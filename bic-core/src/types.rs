//! Core type definitions for best-in-class selection.
//!
//! Items are modelled as a display name plus a tagged [`ItemKind`]. The
//! kind carries exactly the fields the classifier and the metric need, so a
//! weapon can never be asked for an armor rating.

use serde::{Deserialize, Serialize};
use std::fmt;

use crate::error::Result;

// ---------------------------------------------------------------------------
// Weapons
// ---------------------------------------------------------------------------

/// Weapon family as reported by the item source.
#[derive(Debug, Clone, Copy, PartialEq, Eq, Hash, Serialize, Deserialize)]
#[serde(rename_all = "snake_case")]
pub enum WeaponSubtype {
    /// One-handed sword.
    Sword,
    /// Dagger.
    Dagger,
    /// One-handed war axe.
    Axe,
    /// One-handed mace.
    Mace,
    /// Two-handed greatsword.
    Greatsword,
    /// Two-handed battleaxe.
    Battleaxe,
    /// Bow.
    Bow,
    /// Crossbow.
    Crossbow,
    /// Anything else (staves, fists, unknown codes).
    Other,
}

// ---------------------------------------------------------------------------
// Armor
// ---------------------------------------------------------------------------

/// Armor weight class. The three classes are mutually exclusive.
#[derive(Debug, Clone, Copy, PartialEq, Eq, Hash, Serialize, Deserialize)]
#[serde(rename_all = "snake_case")]
pub enum WeightClass {
    /// Light armor.
    Light,
    /// Heavy armor.
    Heavy,
    /// Clothing (neither light nor heavy).
    Clothing,
}

/// A single body slot an armor piece can occupy.
#[derive(Debug, Clone, Copy, PartialEq, Eq, Hash, Serialize, Deserialize)]
#[serde(rename_all = "snake_case")]
pub enum BodySlot {
    /// Torso.
    Body,
    /// Boots and shoes.
    Feet,
    /// Gauntlets and gloves.
    Hands,
    /// Helmets and hats.
    Head,
    /// Shields.
    Shield,
}

impl BodySlot {
    /// Slots in classification precedence order.
    pub const PRECEDENCE: [BodySlot; 5] = [
        BodySlot::Body,
        BodySlot::Feet,
        BodySlot::Hands,
        BodySlot::Head,
        BodySlot::Shield,
    ];

    const fn bit(self) -> u8 {
        match self {
            Self::Body => 1 << 0,
            Self::Feet => 1 << 1,
            Self::Hands => 1 << 2,
            Self::Head => 1 << 3,
            Self::Shield => 1 << 4,
        }
    }
}

/// Set of body slots occupied by one armor piece.
///
/// Well-formed armor occupies one recognized slot, but host data may flag
/// several (or none), so the set is kept as-is and precedence is applied at
/// classification time.
///
/// Serialized as its bit mask; bits outside the five known slots are
/// dropped on the way in.
#[derive(Debug, Clone, Copy, PartialEq, Eq, Hash, Default, Serialize, Deserialize)]
#[serde(from = "u8", into = "u8")]
pub struct BodySlots(u8);

impl BodySlots {
    /// The empty set.
    pub const NONE: Self = Self(0);

    const KNOWN_BITS: u8 = 0b1_1111;

    /// A set holding exactly `slot`.
    #[must_use]
    pub const fn single(slot: BodySlot) -> Self {
        Self(slot.bit())
    }

    /// Build a set from any number of slots.
    #[must_use]
    pub fn from_slots(slots: &[BodySlot]) -> Self {
        slots.iter().fold(Self::NONE, |acc, slot| acc.with(*slot))
    }

    /// This set plus `slot`.
    #[must_use]
    pub const fn with(self, slot: BodySlot) -> Self {
        Self(self.0 | slot.bit())
    }

    /// Whether `slot` is in the set.
    #[must_use]
    pub const fn contains(self, slot: BodySlot) -> bool {
        self.0 & slot.bit() != 0
    }

    /// Whether no recognized slot is set.
    #[must_use]
    pub const fn is_empty(self) -> bool {
        self.0 == 0
    }

    /// The first slot in [`BodySlot::PRECEDENCE`] order, if any.
    #[must_use]
    pub fn primary(self) -> Option<BodySlot> {
        BodySlot::PRECEDENCE
            .into_iter()
            .find(|slot| self.contains(*slot))
    }
}

impl From<BodySlot> for BodySlots {
    fn from(slot: BodySlot) -> Self {
        Self::single(slot)
    }
}

impl From<u8> for BodySlots {
    fn from(bits: u8) -> Self {
        Self(bits & Self::KNOWN_BITS)
    }
}

impl From<BodySlots> for u8 {
    fn from(slots: BodySlots) -> Self {
        slots.0
    }
}

// ---------------------------------------------------------------------------
// Items
// ---------------------------------------------------------------------------

/// What an item is, together with the data needed to rank it.
#[derive(Debug, Clone, Copy, PartialEq, Serialize, Deserialize)]
#[serde(tag = "kind", rename_all = "snake_case")]
pub enum ItemKind {
    /// A weapon, ranked by attack damage.
    Weapon {
        /// Weapon family.
        subtype: WeaponSubtype,
        /// Base attack damage.
        attack_damage: f32,
    },
    /// An armor piece or clothing, ranked by armor rating.
    Armor {
        /// Light, heavy or clothing.
        weight_class: WeightClass,
        /// Occupied body slots.
        slots: BodySlots,
        /// Armor rating.
        armor_rating: f32,
    },
    /// Arrows and bolts, ranked by projectile damage.
    Ammunition {
        /// `true` for crossbow bolts, `false` for arrows.
        is_bolt: bool,
        /// Projectile damage.
        damage: f32,
    },
    /// Potions, ingredients, misc items, ...
    Other,
}

impl ItemKind {
    /// The ranking metric for this kind, or `None` for [`ItemKind::Other`].
    #[must_use]
    pub fn metric(&self) -> Option<f32> {
        match *self {
            Self::Weapon { attack_damage, .. } => Some(attack_damage),
            Self::Armor { armor_rating, .. } => Some(armor_rating),
            Self::Ammunition { damage, .. } => Some(damage),
            Self::Other => None,
        }
    }
}

/// Anything that can take part in a selection pass.
///
/// Implemented by [`ItemRecord`] and by host adapters that wrap their own
/// menu entries.
pub trait InventoryItem {
    /// Name used in diagnostics.
    fn display_name(&self) -> &str;

    /// The item's kind, or `None` when the underlying item data is missing.
    fn kind(&self) -> Option<ItemKind>;

    /// Current value of the best-in-class flag.
    fn is_best_in_class(&self) -> bool;

    /// Write the best-in-class flag.
    ///
    /// # Errors
    /// Returns [`crate::BicError::MarkUnavailable`] when the item cannot
    /// currently accept the write.
    fn set_best_in_class(&mut self, value: bool) -> Result<()>;
}

/// An owned inventory entry.
#[derive(Debug, Clone, PartialEq, Serialize, Deserialize)]
pub struct ItemRecord {
    /// Name used in diagnostics.
    pub display_name: String,
    /// What the item is.
    #[serde(flatten)]
    pub kind: ItemKind,
    /// Set by the marker on category winners.
    #[serde(default)]
    pub best_in_class: bool,
}

impl ItemRecord {
    /// Create an unflagged item.
    #[must_use]
    pub fn new(display_name: impl Into<String>, kind: ItemKind) -> Self {
        Self {
            display_name: display_name.into(),
            kind,
            best_in_class: false,
        }
    }

    /// A weapon.
    #[must_use]
    pub fn weapon(name: impl Into<String>, subtype: WeaponSubtype, attack_damage: f32) -> Self {
        Self::new(
            name,
            ItemKind::Weapon {
                subtype,
                attack_damage,
            },
        )
    }

    /// An armor piece.
    #[must_use]
    pub fn armor(
        name: impl Into<String>,
        weight_class: WeightClass,
        slots: impl Into<BodySlots>,
        armor_rating: f32,
    ) -> Self {
        Self::new(
            name,
            ItemKind::Armor {
                weight_class,
                slots: slots.into(),
                armor_rating,
            },
        )
    }

    /// An arrow (`is_bolt == false`) or a bolt.
    #[must_use]
    pub fn ammunition(name: impl Into<String>, is_bolt: bool, damage: f32) -> Self {
        Self::new(name, ItemKind::Ammunition { is_bolt, damage })
    }

    /// Anything that is never ranked.
    #[must_use]
    pub fn other(name: impl Into<String>) -> Self {
        Self::new(name, ItemKind::Other)
    }
}

impl InventoryItem for ItemRecord {
    fn display_name(&self) -> &str {
        &self.display_name
    }

    fn kind(&self) -> Option<ItemKind> {
        Some(self.kind)
    }

    fn is_best_in_class(&self) -> bool {
        self.best_in_class
    }

    fn set_best_in_class(&mut self, value: bool) -> Result<()> {
        self.best_in_class = value;
        Ok(())
    }
}

impl fmt::Display for ItemRecord {
    fn fmt(&self, f: &mut fmt::Formatter<'_>) -> fmt::Result {
        f.write_str(&self.display_name)
    }
}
════════════════════
→ INSTRUCTIONS TO FOLLOW:
Starting with the line above that holds "fn display_name(&self) -> &str;" and stopping with the line that holds "fn is_best_in_class(&self) -> bool;", reproduce each line exactly, omitting all other lines.

→ EXERCISE OUTPUT:
    fn display_name(&self) -> &str;

    /// The item's kind, or `None` when the underlying item data is missing.
    fn kind(&self) -> Option<ItemKind>;

    /// Current value of the best-in-class flag.
    fn is_best_in_class(&self) -> bool;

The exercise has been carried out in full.